MANAGEMENT INCENTIVE PROGRAMS

     In 1998, the Board of Directors adopted the 1999 Management Incentive
Program (covering fiscal 1999) by readopting the basic terms as the prior year
Management Incentive Program with new performance targets.

     In 1997, the Board adopted the 1998 Management Incentive Program (covering
fiscal 1998) which provided that certain employees of the Company will be
rewarded for achieving specific individual and Company objectives. The 1998
Management Incentive Program rewarded individuals for Company performance
targets based on revenue and earnings before interest and taxes (subject to
adjustment for extraordinary events).

     In 1996, the Board adopted the 1997 Management Incentive Program (covering
fiscal year 1997) which provided that certain employees of the Company would be
rewarded for achieving specific individual and Company objectives. The 1997
Management Incentive Program was designed to reward individuals for Company
performance targets based on total revenue, new revenue, and earnings before
interest and taxes.

EMPLOYMENT AGREEMENTS

     In connection with the merger with Gateway, the Company entered into an
employment agreement with Mr. Cree. The term of the agreement is three years,
and it provides for a base annual salary of $190,000. In addition, over a
two-year period Mr. Cree will receive options to purchase a total of 60,000
shares of Common Stock, and will receive vacation time and other benefits
commensurate with this position. Mr. Cree will not receive compensation for his
participation on the Board of Directors of any of the Company's subsidiaries.
Under the employment agreement, the Company may terminate Mr. Cree's employment
at any time, with or without "cause" (as defined in the employment agreement.)
If, during the term of the employment agreement, Mr. Cree is terminated without
cause, or is terminated because of a change of control of the Company, he will
receive certain benefits. As part of the employment agreement, Mr. Cree has
agreed not to disclose confidential information about the Company to any third
party, and not to compete against the Company, in each case for the duration of
his employment with the Company plus three years.

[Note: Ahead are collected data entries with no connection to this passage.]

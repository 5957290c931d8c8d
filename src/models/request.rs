//! Optimization request.

use serde::{Deserialize, Serialize};

/// One itinerary optimization request: where the trip starts, which cities
/// must be visited, the budget, and the cost-vs-time preference.
///
/// `alpha` trades off the two objectives: 1.0 means pure cost preference,
/// 0.0 pure time preference. Values outside [0, 1] are clamped.
///
/// Immutable for the duration of a solve.
///
/// # Examples
///
/// ```
/// use u_itinerary::models::OptimizationRequest;
///
/// let req = OptimizationRequest::new("GRU", &["SCL", "EZE"], 5000.0, 0.7);
/// assert_eq!(req.origin(), "GRU");
/// assert_eq!(req.destinations(), &["SCL".to_string(), "EZE".to_string()]);
/// assert_eq!(req.allowed_cities().len(), 3);
/// ```
#[derive(Debug, Clone, Serialize, Deserialize)]
pub struct OptimizationRequest {
    origin: String,
    destinations: Vec<String>,
    budget: f64,
    alpha: f64,
}

impl OptimizationRequest {
    /// Creates a new request. `alpha` is clamped to [0, 1].
    pub fn new(origin: &str, destinations: &[&str], budget: f64, alpha: f64) -> Self {
        Self {
            origin: origin.to_string(),
            destinations: destinations.iter().map(|d| d.to_string()).collect(),
            budget,
            alpha: alpha.clamp(0.0, 1.0),
        }
    }

    /// Trip origin city.
    pub fn origin(&self) -> &str {
        &self.origin
    }

    /// Mandatory destination cities.
    pub fn destinations(&self) -> &[String] {
        &self.destinations
    }

    /// Maximum total cost in currency units.
    pub fn budget(&self) -> f64 {
        self.budget
    }

    /// Cost-vs-time preference weight in [0, 1] (1 = cost, 0 = time).
    pub fn alpha(&self) -> f64 {
        self.alpha
    }

    /// Origin plus destinations: the city allow-list for catalog filtering.
    pub fn allowed_cities(&self) -> Vec<String> {
        let mut cities = Vec::with_capacity(self.destinations.len() + 1);
        cities.push(self.origin.clone());
        cities.extend(self.destinations.iter().cloned());
        cities
    }
}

                                        8
<PAGE>   11

     Effective March 3, 2000, the Company entered into an employment agreement
with Mr. Larkin. The term of the agreement is two years, and it provides for a
base annual salary of $180,000, plus an annual bonus of 30% or more of Mr.
Larkin's annual salary based upon achieving performance objectives established
by the Board or a committee of the Board. In addition, on April 4, 2000, Mr.
Larkin received options to purchase a total of 185,000 shares of Common Stock,
one-quarter of which vest on each of the first four anniversaries of April 4,
2000. He will also receive vacation time and other benefits commensurate with
this position. Under the employment agreement, the Company may terminate Mr.
Larkin's employment at any time, with or without "cause" (as defined in the
employment agreement). If, during the term of the employment agreement, Mr.
Larkin is terminated without cause, or is terminated because of a change of
control of the Company, he will receive certain benefits. As part of the
employment agreement, Mr. Larkin has agreed not to disclose confidential
information about the Company to any third party, and not to compete against the
Company, in each case for the duration of his employment with the Company plus
two years.

REPORT BY THE COMPENSATION COMMITTEE ON EXECUTIVE COMPENSATION

     The Compensation Committee recognizes that the success of the Company,
including its ability to expand its service offerings and its markets and to
maintain existing contracts and customer relationships, is dependent on the
performance of its employees. As a result, the Compensation Committee has
adopted the following executive compensation policies:

     - The Company's executive compensation policies should balance the
       long-term and short-term goals of the Company. They should encourage
       growth and yet reward current profitability.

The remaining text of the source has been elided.